*** LISTED RECORDS Section Begins ***

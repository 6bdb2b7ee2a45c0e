//! Localized timestamps as they appear in the program export.

use chrono::{DateTime, FixedOffset, NaiveDateTime, TimeZone, Utc};
use serde::{Deserialize, Deserializer, Serializer};

const EXPORT_FORMAT: &str = "%d/%m/%Y %H:%M:%S";

/// Offset of the conference venue (CET).
const VENUE_OFFSET_SECS: i32 = 3600;

/// Parse an export timestamp (`dd/MM/yyyy HH:mm:ss`, UTC) into venue time.
///
/// Returns `None` for anything that does not match the export format.
pub fn parse_localized(value: &str) -> Option<DateTime<FixedOffset>> {
    let naive = NaiveDateTime::parse_from_str(value.trim(), EXPORT_FORMAT).ok()?;
    let offset = FixedOffset::east_opt(VENUE_OFFSET_SECS)?;
    Some(Utc.from_utc_datetime(&naive).with_timezone(&offset))
}

/// Serde adapter for `Option<DateTime<FixedOffset>>` fields.
///
/// Reads the export format, writes RFC 3339. Unparsable or missing input
/// becomes `None`, which is written as `null`.
pub mod localized {
    use super::*;

    pub fn serialize<S>(value: &Option<DateTime<FixedOffset>>, serializer: S) -> Result<S::Ok, S::Error>
    where
        S: Serializer,
    {
        match value {
            Some(dt) => serializer.serialize_str(&dt.to_rfc3339()),
            None => serializer.serialize_none(),
        }
    }

    pub fn deserialize<'de, D>(deserializer: D) -> Result<Option<DateTime<FixedOffset>>, D::Error>
    where
        D: Deserializer<'de>,
    {
        let raw: Option<String> = Option::deserialize(deserializer)?;
        Ok(raw.as_deref().and_then(parse_localized))
    }
}
//! Read-only queries over the loaded program.

use std::collections::HashSet;

use chrono::{DateTime, FixedOffset};

use crate::model::{ConferenceSession, ExpertSummary, SessionSummary};

const KIND_WORKSHOP: &str = "WORKSHOP";
const KIND_KEYNOTE: &str = "KEYNOTE";
const KIND_SESSION: &str = "SESSION";

/// The immutable conference program.
#[derive(Debug, Clone, Default)]
pub struct Catalog {
    sessions: Vec<ConferenceSession>,
}

impl Catalog {
    pub fn new(sessions: Vec<ConferenceSession>) -> Self {
        Self { sessions }
    }

    pub fn sessions(&self) -> &[ConferenceSession] {
        &self.sessions
    }

    pub fn len(&self) -> usize {
        self.sessions.len()
    }

    pub fn is_empty(&self) -> bool {
        self.sessions.is_empty()
    }

    /// Every speaker of every session, deduplicated, in program order.
    pub fn experts(&self) -> Vec<ExpertSummary> {
        let mut seen = HashSet::new();
        self.sessions
            .iter()
            .flat_map(|s| s.experts.iter())
            .map(|e| e.summary())
            .filter(|summary| seen.insert(summary.clone()))
            .collect()
    }

    /// Sessions listing a speaker whose forename and surname match exactly.
    pub fn sessions_by_expert(&self, forename: &str, surname: &str) -> Vec<SessionSummary> {
        self.sessions
            .iter()
            .filter(|s| s.has_expert(forename, surname))
            .map(ConferenceSession::summary)
            .collect()
    }

    pub fn session_by_name(&self, name: &str) -> Option<&ConferenceSession> {
        self.sessions.iter().find(|s| s.name == name)
    }

    pub fn workshops(&self) -> Vec<&ConferenceSession> {
        self.of_kind(KIND_WORKSHOP)
    }

    pub fn keynotes(&self) -> Vec<&ConferenceSession> {
        self.of_kind(KIND_KEYNOTE)
    }

    /// Regular talks, i.e. neither workshops nor keynotes.
    pub fn regular_sessions(&self) -> Vec<&ConferenceSession> {
        self.of_kind(KIND_SESSION)
    }

    /// Distinct track names in program order.
    pub fn tracks(&self) -> Vec<String> {
        let mut seen = HashSet::new();
        self.sessions
            .iter()
            .flat_map(|s| s.tracks.iter())
            .filter(|t| seen.insert(t.name.as_str()))
            .map(|t| t.name.clone())
            .collect()
    }

    /// Sessions running at `time` (start and end inclusive).
    pub fn sessions_at(&self, time: DateTime<FixedOffset>) -> Vec<&ConferenceSession> {
        self.sessions
            .iter()
            .filter(|s| match (s.localized_start_date, s.localized_end_date) {
                (Some(start), Some(end)) => start <= time && time <= end,
                _ => false,
            })
            .collect()
    }

    fn of_kind(&self, kind: &str) -> Vec<&ConferenceSession> {
        self.sessions
            .iter()
            .filter(|s| s.session_type.kind == kind)
            .collect()
    }
}
//! Name-keyed tool registry.

use std::collections::HashMap;
use std::sync::Arc;

use confbot_program::Catalog;
use tracing::{debug, warn};

use super::{GetExperts, GetSessionsByExpert, ToolHandler, ToolInvocationError, ToolResult};
use crate::{ToolCall, ToolDefinition};

/// Executes tool calls against the catalog.
///
/// Immutable once built, so it can be shared across sessions without
/// locking.
pub struct ToolDispatcher {
    catalog: Arc<Catalog>,
    handlers: HashMap<String, Arc<dyn ToolHandler>>,
    definitions: Vec<ToolDefinition>,
}

impl ToolDispatcher {
    /// An empty registry.
    pub fn new(catalog: Arc<Catalog>) -> Self {
        Self {
            catalog,
            handlers: HashMap::new(),
            definitions: Vec::new(),
        }
    }

    /// The registry with `getExperts` and `getSessionsByExpert`.
    pub fn with_conference_tools(catalog: Arc<Catalog>) -> Self {
        Self::new(catalog)
            .with_handler(GetExperts)
            .with_handler(GetSessionsByExpert)
    }

    pub fn with_handler(mut self, handler: impl ToolHandler + 'static) -> Self {
        self.register(Arc::new(handler));
        self
    }

    /// Register a handler, replacing any handler of the same name.
    pub fn register(&mut self, handler: Arc<dyn ToolHandler>) {
        let definition = handler.definition();
        self.definitions.retain(|d| d.name != definition.name);
        self.handlers.insert(definition.name.clone(), handler);
        self.definitions.push(definition);
    }

    /// Definitions in registration order.
    pub fn definitions(&self) -> &[ToolDefinition] {
        &self.definitions
    }

    pub fn catalog(&self) -> &Catalog {
        &self.catalog
    }

    /// Execute a call. Always yields a JSON payload, errors included.
    pub fn execute(&self, call: &ToolCall) -> ToolResult {
        debug!(tool = %call.name, id = %call.id, "Executing tool");

        let outcome = match self.handlers.get(&call.name) {
            Some(handler) => handler.call(&call.arguments, &self.catalog),
            None => Err(ToolInvocationError::UnknownFunction),
        };

        let payload = outcome.unwrap_or_else(|e| {
            warn!(tool = %call.name, error = %e, "Tool call failed");
            e.to_payload()
        });

        ToolResult {
            tool_call_id: call.id.clone(),
            payload,
        }
    }
}

#[cfg(test)]
mod tests {
    use super::*;
    use serde_json::{json, Value};

    struct Echo;

    impl ToolHandler for Echo {
        fn definition(&self) -> ToolDefinition {
            ToolDefinition {
                name: "echo".into(),
                description: "Echo the arguments".into(),
                parameters: json!({"type": "object", "properties": {}}),
            }
        }

        fn call(&self, arguments: &str, _catalog: &Catalog) -> Result<Value, ToolInvocationError> {
            serde_json::from_str(arguments).map_err(|_| ToolInvocationError::InvalidArguments)
        }
    }

    fn call(name: &str, arguments: &str) -> ToolCall {
        ToolCall {
            id: "call_0".into(),
            name: name.into(),
            arguments: arguments.into(),
        }
    }

    #[test]
    fn conference_tools_are_registered_in_order() {
        let dispatcher = ToolDispatcher::with_conference_tools(Arc::default());
        let names: Vec<_> = dispatcher.definitions().iter().map(|d| d.name.as_str()).collect();
        assert_eq!(names, ["getExperts", "getSessionsByExpert"]);
    }

    #[test]
    fn unknown_name_yields_error_payload() {
        let dispatcher = ToolDispatcher::with_conference_tools(Arc::default());
        let result = dispatcher.execute(&call("getWeather", "{}"));
        assert_eq!(result.tool_call_id, "call_0");
        assert_eq!(result.payload, json!({"error": "Unknown function name"}));
    }

    #[test]
    fn custom_handlers_can_be_registered() {
        let dispatcher = ToolDispatcher::new(Arc::default()).with_handler(Echo);
        let result = dispatcher.execute(&call("echo", r#"{"a":1}"#));
        assert_eq!(result.payload, json!({"a": 1}));

        let result = dispatcher.execute(&call("echo", "{"));
        assert_eq!(result.payload, json!({"error": "Invalid arguments"}));
    }

    #[test]
    fn re_registering_replaces_definition() {
        let mut dispatcher = ToolDispatcher::new(Arc::default()).with_handler(Echo);
        dispatcher.register(Arc::new(Echo));
        assert_eq!(dispatcher.definitions().len(), 1);
    }
}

*** LISTED RECORDS Section Ends ***

Retrieve all lines from the data that contain the string "names".

▶ WRITTEN ANSWER:
    /// Distinct track names in program order.
        let names: Vec<_> = dispatcher.definitions().iter().map(|d| d.name.as_str()).collect();
        assert_eq!(names, ["getExperts", "getSessionsByExpert"]);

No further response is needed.